=== GOAL OF THE EXERCISE ===
Go through the data and copy each line where the string "impl" appears.

=== TASK INPUTS ===
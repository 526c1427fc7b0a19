//! CLI configuration: `postdesk_config` plus `GlobalOpts` overrides.

use std::time::Duration;

use clap::parser::ValueSource;
use clap::{ArgMatches, ValueEnum};
use tracing::warn;

use postdesk_core::{ApiConfig, TlsVerification};

use crate::cli::{ColorMode, GlobalOpts, OutputFormat};
use crate::error::CliError;

pub use postdesk_config::{
    Config, Defaults, Profile, config_path, load_config_or_default, save_config,
};

/// Profile name from `--profile`, else the config default, else "default".
pub fn active_profile_name(global: &GlobalOpts, config: &Config) -> String {
    config.profile_name(global.profile.as_deref())
}

/// The profile the command runs against.
///
/// An explicitly requested profile must exist; otherwise a missing
/// profile falls back to the built-in defaults so a fresh install can
/// talk to a local API.
pub fn select_profile(global: &GlobalOpts, config: &Config) -> Result<(String, Profile), CliError> {
    let name = active_profile_name(global, config);
    match config.profiles.get(&name) {
        Some(profile) => Ok((name, profile.clone())),
        None if global.profile.is_some() => Err(profile_not_found(name, config)),
        None => Ok((name, Profile::default())),
    }
}

pub fn profile_not_found(name: String, config: &Config) -> CliError {
    let mut available: Vec<_> = config.profiles.keys().cloned().collect();
    available.sort();
    CliError::ProfileNotFound {
        name,
        available: if available.is_empty() {
            "(none)".into()
        } else {
            available.join(", ")
        },
    }
}

/// Fill `--output` and `--color` from `[defaults]` when neither the flag
/// nor its environment variable was given.
pub fn apply_defaults(global: &mut GlobalOpts, matches: &ArgMatches, defaults: &Defaults) {
    if from_builtin_default(matches, "output") {
        if let Some(output) = parse_default::<OutputFormat>("output", &defaults.output) {
            global.output = output;
        }
    }
    if from_builtin_default(matches, "color") {
        if let Some(color) = parse_default::<ColorMode>("color", &defaults.color) {
            global.color = color;
        }
    }
}

fn from_builtin_default(matches: &ArgMatches, id: &str) -> bool {
    matches!(
        matches.value_source(id),
        None | Some(ValueSource::DefaultValue)
    )
}

fn parse_default<T: ValueEnum>(key: &str, raw: &str) -> Option<T> {
    T::from_str(raw, true)
        .map_err(|e| warn!(key, value = raw, error = %e, "ignoring invalid [defaults] value"))
        .ok()
}

/// Translate a profile into an `ApiConfig`. Flags win over the profile,
/// which wins over `[defaults]`.
pub fn resolve_api_config(
    profile: &Profile,
    defaults: &Defaults,
    global: &GlobalOpts,
) -> Result<ApiConfig, CliError> {
    let mut config = postdesk_config::profile_to_api_config(profile, defaults)?;

    // --api-url is also fed by POSTDESK_API_BASE_URL through clap
    if let Some(ref raw) = global.api_url {
        config.base_url = raw.parse().map_err(|_| CliError::Validation {
            field: "api-url".into(),
            reason: format!("invalid URL: {raw}"),
        })?;
    }
    if global.insecure {
        config.tls = TlsVerification::DangerAcceptInvalid;
    }
    if let Some(secs) = global.timeout {
        config.timeout = Duration::from_secs(secs);
    }
    Ok(config)
}

#[cfg(test)]
#[allow(clippy::unwrap_used)]
mod tests {
    use clap::{CommandFactory, FromArgMatches, Parser};

    use super::*;
    use crate::cli::Cli;

    fn argv<'a>(args: &[&'a str]) -> Vec<&'a str> {
        let mut argv = vec!["postdesk"];
        argv.extend_from_slice(args);
        argv.push("logout");
        argv
    }

    fn global(args: &[&str]) -> GlobalOpts {
        Cli::try_parse_from(argv(args)).unwrap().global
    }

    /// Parse `args` and layer `defaults` underneath, as `main` does.
    fn global_with_defaults(args: &[&str], defaults: &Defaults) -> GlobalOpts {
        let matches = Cli::command().try_get_matches_from(argv(args)).unwrap();
        let mut cli = Cli::from_arg_matches(&matches).unwrap();
        apply_defaults(&mut cli.global, &matches, defaults);
        cli.global
    }

    fn defaults(output: &str, color: &str) -> Defaults {
        Defaults {
            output: output.into(),
            color: color.into(),
            ..Defaults::default()
        }
    }

    #[test]
    fn defaults_section_applies_when_flags_absent() {
        let opts = global_with_defaults(&[], &defaults("json", "never"));
        assert!(matches!(opts.output, OutputFormat::Json));
        assert!(matches!(opts.color, ColorMode::Never));
    }

    #[test]
    fn flags_beat_defaults_section() {
        let opts = global_with_defaults(&["-o", "yaml", "--color", "always"], &defaults("json", "never"));
        assert!(matches!(opts.output, OutputFormat::Yaml));
        assert!(matches!(opts.color, ColorMode::Always));
    }

    #[test]
    fn invalid_defaults_value_keeps_builtin() {
        let opts = global_with_defaults(&[], &defaults("csv", "sometimes"));
        assert!(matches!(opts.output, OutputFormat::Table));
        assert!(matches!(opts.color, ColorMode::Auto));
    }

    #[test]
    fn profile_beats_defaults_section_for_timeout() {
        let section = Defaults {
            timeout: 90,
            insecure: true,
            ..Defaults::default()
        };
        let bare = resolve_api_config(&Profile::default(), &section, &global(&[])).unwrap();
        assert_eq!(bare.timeout, Duration::from_secs(90));
        assert_eq!(bare.tls, TlsVerification::DangerAcceptInvalid);

        let profile = Profile {
            timeout: Some(4),
            ..Profile::default()
        };
        let config = resolve_api_config(&profile, &section, &global(&[])).unwrap();
        assert_eq!(config.timeout, Duration::from_secs(4));
    }

    #[test]
    fn flags_override_profile() {
        let profile = Profile {
            api_base_url: "https://blog.example.com".into(),
            timeout: Some(5),
            ..Profile::default()
        };
        let opts = global(&["--api-url", "http://127.0.0.1:9000", "--timeout", "3", "-k"]);
        let config = resolve_api_config(&profile, &Defaults::default(), &opts).unwrap();
        assert_eq!(config.base_url.as_str(), "http://127.0.0.1:9000/");
        assert_eq!(config.timeout, Duration::from_secs(3));
        assert_eq!(config.tls, TlsVerification::DangerAcceptInvalid);
    }

    #[test]
    fn bad_url_flag_is_validation_error() {
        let opts = global(&["--api-url", "not a url"]);
        let err = resolve_api_config(&Profile::default(), &Defaults::default(), &opts).unwrap_err();
        assert!(matches!(err, CliError::Validation { .. }));
    }

    #[test]
    fn missing_explicit_profile_is_an_error() {
        let config = Config::default();
        let err = select_profile(&global(&["--profile", "prod"]), &config).unwrap_err();
        assert!(matches!(err, CliError::ProfileNotFound { .. }));

        let (name, profile) = select_profile(&global(&[]), &config).unwrap();
        assert_eq!(name, "default");
        assert_eq!(profile.api_base_url, "http://localhost:8000");
    }
}
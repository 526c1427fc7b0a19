//! Shared helpers for command handlers.

use tokio::sync::broadcast;

use postdesk_core::{Dashboard, Notification, NotificationLevel};

use crate::error::CliError;

/// Prompt for confirmation, auto-approving if `--yes` was passed.
pub fn confirm(message: &str, yes_flag: bool) -> Result<bool, CliError> {
    if yes_flag {
        return Ok(true);
    }
    dialoguer::Confirm::new()
        .with_prompt(message)
        .default(false)
        .interact()
        .map_err(|e| CliError::Io(std::io::Error::other(e)))
}

/// Map a dialoguer / rpassword failure into `CliError`.
pub fn prompt_err(e: impl std::fmt::Display) -> CliError {
    CliError::Validation {
        field: "interactive".into(),
        reason: format!("prompt failed: {e}"),
    }
}

/// Fail fast when no session was restored, instead of letting the API
/// answer 401 and bounce to the login page.
pub fn require_login(dashboard: &Dashboard) -> Result<(), CliError> {
    if dashboard.session().is_authenticated() {
        Ok(())
    } else {
        Err(CliError::NotLoggedIn)
    }
}

/// Print queued notifications to stderr.
///
/// Errors are always shown; successes are dropped under `--quiet`.
pub fn drain_notifications(rx: &mut broadcast::Receiver<Notification>, quiet: bool) {
    while let Ok(note) = rx.try_recv() {
        match note.level {
            NotificationLevel::Success if !quiet => eprintln!("✓ {}", note.message),
            NotificationLevel::Success => {}
            NotificationLevel::Error => eprintln!("✗ {}", note.message),
        }
    }
}
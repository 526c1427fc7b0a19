//! Public portal handlers. These work without a session.

use tabled::Tabled;

use postdesk_core::{Dashboard, PublicPostDetail, PublicPostListItem};

use crate::cli::{GlobalOpts, OutputFormat, PortalArgs, PortalCommand};
use crate::error::CliError;
use crate::output;

#[derive(Tabled)]
struct PublicPostRow {
    #[tabled(rename = "ID")]
    id: i64,
    #[tabled(rename = "Title")]
    title: String,
    #[tabled(rename = "Author")]
    author: String,
    #[tabled(rename = "Comments")]
    comments: u64,
    #[tabled(rename = "Published")]
    created: String,
}

impl From<&PublicPostListItem> for PublicPostRow {
    fn from(p: &PublicPostListItem) -> Self {
        Self {
            id: p.id,
            title: output::truncate(&p.title, 60),
            author: p.author.username.clone(),
            comments: p.comment_count,
            created: p.created_at.format("%Y-%m-%d").to_string(),
        }
    }
}

fn detail(p: &PublicPostDetail) -> String {
    let mut lines = vec![
        p.title.clone(),
        format!("by {} on {}", p.author.username, p.created_at.format("%Y-%m-%d")),
        String::new(),
        p.content.clone(),
    ];
    if !p.comments.is_empty() {
        lines.push(String::new());
        lines.push(format!("{} comment(s):", p.comments.len()));
        for c in &p.comments {
            lines.push(format!("  {}: {}", c.author.username, c.content));
        }
    }
    lines.join("\n")
}

pub async fn handle(
    dashboard: &Dashboard,
    args: PortalArgs,
    global: &GlobalOpts,
) -> Result<(), CliError> {
    let portal = dashboard.portal();

    match args.command {
        PortalCommand::List { page } => {
            let data = portal.set_page(page).await?;
            let out = output::render_list(
                &global.output,
                &data.results,
                |p| PublicPostRow::from(p),
                |p| p.id.to_string(),
            )?;
            output::print_output(&out, global.quiet);
            if !global.quiet && matches!(global.output, OutputFormat::Table) {
                eprintln!(
                    "Page {}/{} ({} posts)",
                    portal.page(),
                    data.page_count().max(1),
                    data.count
                );
            }
            Ok(())
        }

        PortalCommand::Get { id } => {
            let post = portal.post(id).await?;
            let out = output::render_single(&global.output, &post, detail, |p| p.id.to_string())?;
            output::print_output(&out, global.quiet);
            Ok(())
        }
    }
}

=== EXPECTED ANSWER ===
pub fn prompt_err(e: impl std::fmt::Display) -> CliError {
impl From<&PublicPostListItem> for PublicPostRow {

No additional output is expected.